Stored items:
use std::sync::Arc;

use anyhow::Context;
use rollover_core::{BuildNotification, RolloverConfig};
use rollover_plan::{Dispatcher, Fanout, StoreChannel, StoreSource};

pub async fn run(config: &RolloverConfig, event: &str) -> anyhow::Result<()> {
    let notification: BuildNotification =
        serde_json::from_str(event).context("unable to parse event")?;

    let store = super::open_store(&config.state)?;
    let source = Arc::new(StoreSource::from_config(store.clone(), &config.fanout));
    let channel = Arc::new(StoreChannel::new(store, &config.fanout.queue));
    let fanout = Fanout::new(
        source.clone(),
        source,
        Dispatcher::new(channel, &config.fanout.group_key),
        &config.fanout.account,
    );

    let report = fanout.run(&notification).await.context("rollout planning failed")?;

    if report.receipts.is_empty() {
        println!("No groups match type {:?}", notification.build_type);
        return Ok(());
    }
    println!("✓ Queued {} refresh task(s) on {}", report.receipts.len(), config.fanout.queue);
    for receipt in &report.receipts {
        println!("  {}  {}  {}", receipt.message_id, receipt.ami, receipt.arn);
    }
    Ok(())
}
use crate::{
    config::{DatabaseSettings, StoreBackend},
    routes,
    store::{LocationStore, MemoryStore, MongoStore, StoreError},
};
use axum::{
    routing::{get, put, IntoMakeService},
    Router, Server,
};
use hyper::server::conn::AddrIncoming;
use std::{net::TcpListener, sync::Arc};
use tower::ServiceBuilder;
use tower_http::{
    cors::CorsLayer,
    request_id::MakeRequestUuid,
    trace::{DefaultMakeSpan, DefaultOnResponse, TraceLayer},
    ServiceBuilderExt,
};

/// State shared by all handlers.
#[derive(Clone)]
pub struct AppState {
    pub store: Arc<dyn LocationStore>,
}

/// Creates the store selected by `settings.backend`.
pub async fn build_store(
    settings: &DatabaseSettings,
) -> Result<Arc<dyn LocationStore>, StoreError> {
    let store: Arc<dyn LocationStore> = match settings.backend {
        StoreBackend::Mongo => Arc::new(MongoStore::connect(settings).await?),
        StoreBackend::Memory => {
            tracing::warn!("Using in-memory location store; records are lost on restart");
            Arc::new(MemoryStore::new())
        }
    };
    Ok(store)
}

pub fn app(store: Arc<dyn LocationStore>) -> Router {
    // Configure service to have request IDs show up correctly in logs produced by
    // `tower_http::trace::Trace`. Modified from: https://docs.rs/tower-http/latest/tower_http/request_id/index.html#using-trace
    let trace_layer = ServiceBuilder::new()
        .set_x_request_id(MakeRequestUuid)
        // Log requests and responses.
        .layer(
            TraceLayer::new_for_http()
                .make_span_with(DefaultMakeSpan::new().include_headers(true))
                .on_response(DefaultOnResponse::new().include_headers(true)),
        )
        // Propagate the header to the response before the response reaches `TraceLayer`.
        .propagate_x_request_id();

    Router::new()
        .route("/health_check", get(routes::health_check))
        .route("/updateDriverLoc", put(routes::update_driver_loc))
        .route("/getDriverLoc", get(routes::get_driver_loc))
        .route("/updateDriverStatus", put(routes::update_driver_status))
        .layer(CorsLayer::permissive())
        .layer(trace_layer)
        .with_state(AppState { store })
}

pub fn run(
    listener: TcpListener,
    store: Arc<dyn LocationStore>,
) -> hyper::Result<Server<AddrIncoming, IntoMakeService<Router>>> {
    // Run it with hyper on the given TcpListener.
    Ok(axum::Server::from_tcp(listener)?.serve(app(store).into_make_service()))
}
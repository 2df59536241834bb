use crate::startup::AppState;
use axum::{extract::State, http};
use uuid::Uuid;

#[tracing::instrument(
    name = "Health check",
    skip(state),
    fields(request_id = %Uuid::new_v4())
)]
pub async fn health_check(State(state): State<AppState>) -> http::StatusCode {
    match state.store.ping().await {
        Ok(()) => http::StatusCode::OK,
        Err(error) => {
            tracing::error!(%error, "Location store did not answer ping");
            http::StatusCode::SERVICE_UNAVAILABLE
        }
    }
}
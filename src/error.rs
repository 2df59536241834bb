use crate::{domain::ValidationError, store::StoreError};
use axum::{
    extract::rejection::QueryRejection,
    http::StatusCode,
    response::{IntoResponse, Response},
    Json,
};
use serde::{Deserialize, Serialize};

/// Everything that can stop a driver location request from succeeding.
#[derive(thiserror::Error, Debug)]
pub enum Error {
    #[error("invalid fields: {0}")]
    Validation(#[from] ValidationError),

    #[error("store operation failed: {0}")]
    Store(#[from] StoreError),

    #[error("query string is malformed: {0}")]
    MalformedQuery(#[from] QueryRejection),

    #[error("driver `{0}` does not exist")]
    DriverNotFound(String),

    #[error("stored location of driver `{0}` has no coordinate pair")]
    MalformedRecord(String),
}

impl Error {
    /// Bad input is the client's fault; every other failure is reported as a server error.
    pub fn status_code(&self) -> StatusCode {
        match self {
            Error::Validation(_) => StatusCode::BAD_REQUEST,
            Error::Store(_)
            | Error::MalformedQuery(_)
            | Error::DriverNotFound(_)
            | Error::MalformedRecord(_) => StatusCode::INTERNAL_SERVER_ERROR,
        }
    }

    /// Pairs the error with the message the endpoint shows to clients.
    pub fn with_message(self, message: &'static str) -> ApiError {
        ApiError { error: self, message }
    }
}

/// JSON body of every non-location response: `{"message": "..."}`.
#[derive(Serialize, Deserialize, Debug, PartialEq, Eq)]
pub struct Message {
    pub message: String,
}

impl Message {
    pub fn new(message: impl Into<String>) -> Self {
        Self { message: message.into() }
    }
}

/// An [`Error`] on its way out of a handler. The client sees only `message`; the cause is logged.
#[derive(Debug)]
pub struct ApiError {
    error: Error,
    message: &'static str,
}

impl IntoResponse for ApiError {
    fn into_response(self) -> Response {
        let status = self.error.status_code();
        if status.is_client_error() {
            tracing::warn!(error = %self.error, "Rejected request");
        } else {
            tracing::error!(error = %self.error, "Request failed");
        }
        (status, Json(Message::new(self.message))).into_response()
    }
}
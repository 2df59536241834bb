use crate::{
    error::{ApiError, Error, Message},
    startup::AppState,
};
use axum::{
    extract::{rejection::QueryRejection, Query, State},
    Json,
};
use serde::Deserialize;

const UPDATE_DONE: &str = "Update Done";
const UPDATE_FAILED: &str = "Driver couldn't be updated";

#[derive(Deserialize, Debug)]
pub struct UpdateStatusQuery {
    #[serde(default)]
    userid: String,
    #[serde(default)]
    status: String,
}

/// The status is stored as sent; only location updates restrict it to the known codes.
pub async fn update_driver_status(
    State(state): State<AppState>,
    query: Result<Query<UpdateStatusQuery>, QueryRejection>,
) -> Result<Json<Message>, ApiError> {
    let Query(query) =
        query.map_err(|rejection| Error::from(rejection).with_message(UPDATE_FAILED))?;
    set_driver_status(&state, query).await
}

#[tracing::instrument(
    name = "Updating driver status",
    skip(state, query),
    fields(driver_id = %query.userid, status = %query.status)
)]
async fn set_driver_status(
    state: &AppState,
    query: UpdateStatusQuery,
) -> Result<Json<Message>, ApiError> {
    let summary = state
        .store
        .update_status(&query.userid, &query.status)
        .await
        .map_err(|e| Error::from(e).with_message(UPDATE_FAILED))?;
    tracing::info!(matched = summary.matched, modified = summary.modified, "Driver status updated");

    Ok(Json(Message::new(UPDATE_DONE)))
}
use super::{LocationStore, StoreError, UpdateSummary};
use crate::{
    config::DatabaseSettings,
    domain::{DriverLocationRecord, LocationUpdate},
    query::{self, UpdateQuery},
};
use async_trait::async_trait;
use mongodb::{
    bson::{doc, Bson},
    options::ClientOptions,
    Client, Collection,
};

const APP_NAME: &str = "waypoint";

/// Driver locations kept in a MongoDB collection.
///
/// The client owns a connection pool bounded by the configured sizes and is shared by every
/// request; cloning the store clones a handle to the same pool.
#[derive(Clone, Debug)]
pub struct MongoStore {
    client: Client,
    collection: Collection<DriverLocationRecord>,
}

impl MongoStore {
    /// Builds the pooled client. No connection is opened until the first operation.
    pub async fn connect(settings: &DatabaseSettings) -> Result<Self, StoreError> {
        let mut options = ClientOptions::parse(&settings.uri).await?;
        options.app_name = Some(APP_NAME.to_string());
        options.min_pool_size = Some(settings.min_pool_size);
        options.max_pool_size = Some(settings.max_pool_size);

        let client = Client::with_options(options)?;
        let collection = client.database(&settings.name).collection(&settings.collection);
        tracing::info!(
            database = %settings.name,
            collection = %settings.collection,
            min_pool_size = settings.min_pool_size,
            max_pool_size = settings.max_pool_size,
            "Configured MongoDB location store"
        );
        Ok(Self { client, collection })
    }

    async fn update_one(&self, query: UpdateQuery) -> Result<UpdateSummary, StoreError> {
        let result = self.collection.update_one(query.filter, query.update, query.options).await?;
        Ok(summarize(result.matched_count, result.modified_count, result.upserted_id.as_ref()))
    }
}

fn summarize(matched: u64, modified: u64, upserted_id: Option<&Bson>) -> UpdateSummary {
    UpdateSummary { matched, modified, upserted: upserted_id.is_some() }
}

#[async_trait]
impl LocationStore for MongoStore {
    async fn upsert_location(&self, update: &LocationUpdate) -> Result<UpdateSummary, StoreError> {
        self.update_one(query::driver_location_update(update)).await
    }

    async fn update_status(
        &self,
        driver_id: &str,
        status: &str,
    ) -> Result<UpdateSummary, StoreError> {
        self.update_one(query::driver_status_update(driver_id, status)).await
    }

    async fn find_location(
        &self,
        driver_id: &str,
    ) -> Result<Option<DriverLocationRecord>, StoreError> {
        Ok(self.collection.find_one(query::driver_lookup(driver_id), None).await?)
    }

    async fn ping(&self) -> Result<(), StoreError> {
        self.client.database("admin").run_command(doc! { "ping": 1 }, None).await?;
        Ok(())
    }
}

#[cfg(test)]
mod tests {
    use super::*;
    use crate::domain::Coordinates;
    use mongodb::bson::{from_document, oid::ObjectId};

    #[test]
    fn summary_reports_upserts() {
        let id = Bson::ObjectId(ObjectId::new());

        assert_eq!(
            summarize(0, 0, Some(&id)),
            UpdateSummary { matched: 0, modified: 0, upserted: true }
        );
        assert_eq!(
            summarize(1, 1, None),
            UpdateSummary { matched: 1, modified: 1, upserted: false }
        );
        assert_eq!(summarize(0, 0, None), UpdateSummary::default());
    }

    #[test]
    fn stored_document_decodes_into_record() {
        // Whole-degree coordinates come back from the server as integers.
        let stored = doc! {
            "_id": ObjectId::new(),
            "userID": "driver-9",
            "status": "F",
            "location": { "type": "Point", "coordinates": [77, 12] },
        };

        let record: DriverLocationRecord = from_document(stored).unwrap();

        assert_eq!(record.driver_id, "driver-9");
        assert_eq!(record.status, "F");
        assert_eq!(record.location.kind.as_deref(), Some("Point"));
        assert_eq!(
            record.location.coordinates(),
            Some(Coordinates { latitude: 12.0, longitude: 77.0 })
        );
    }

    #[test]
    fn stored_document_with_mixed_number_types_decodes() {
        let stored = doc! {
            "_id": ObjectId::new(),
            "userID": "driver-9",
            "status": "B",
            "location": { "coordinates": [-0.1276_f64, 51_i64] },
        };

        let record: DriverLocationRecord = from_document(stored).unwrap();

        assert_eq!(record.location.kind, None);
        assert_eq!(
            record.location.coordinates(),
            Some(Coordinates { latitude: 51.0, longitude: -0.1276 })
        );
    }
}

WHAT THE EXERCISE ASKS — Which lines of the data include the string "event"? Copy each of them.

RESULT FOR THIS EXERCISE —
pub async fn run(config: &RolloverConfig, event: &str) -> anyhow::Result<()> {
        serde_json::from_str(event).context("unable to parse event")?;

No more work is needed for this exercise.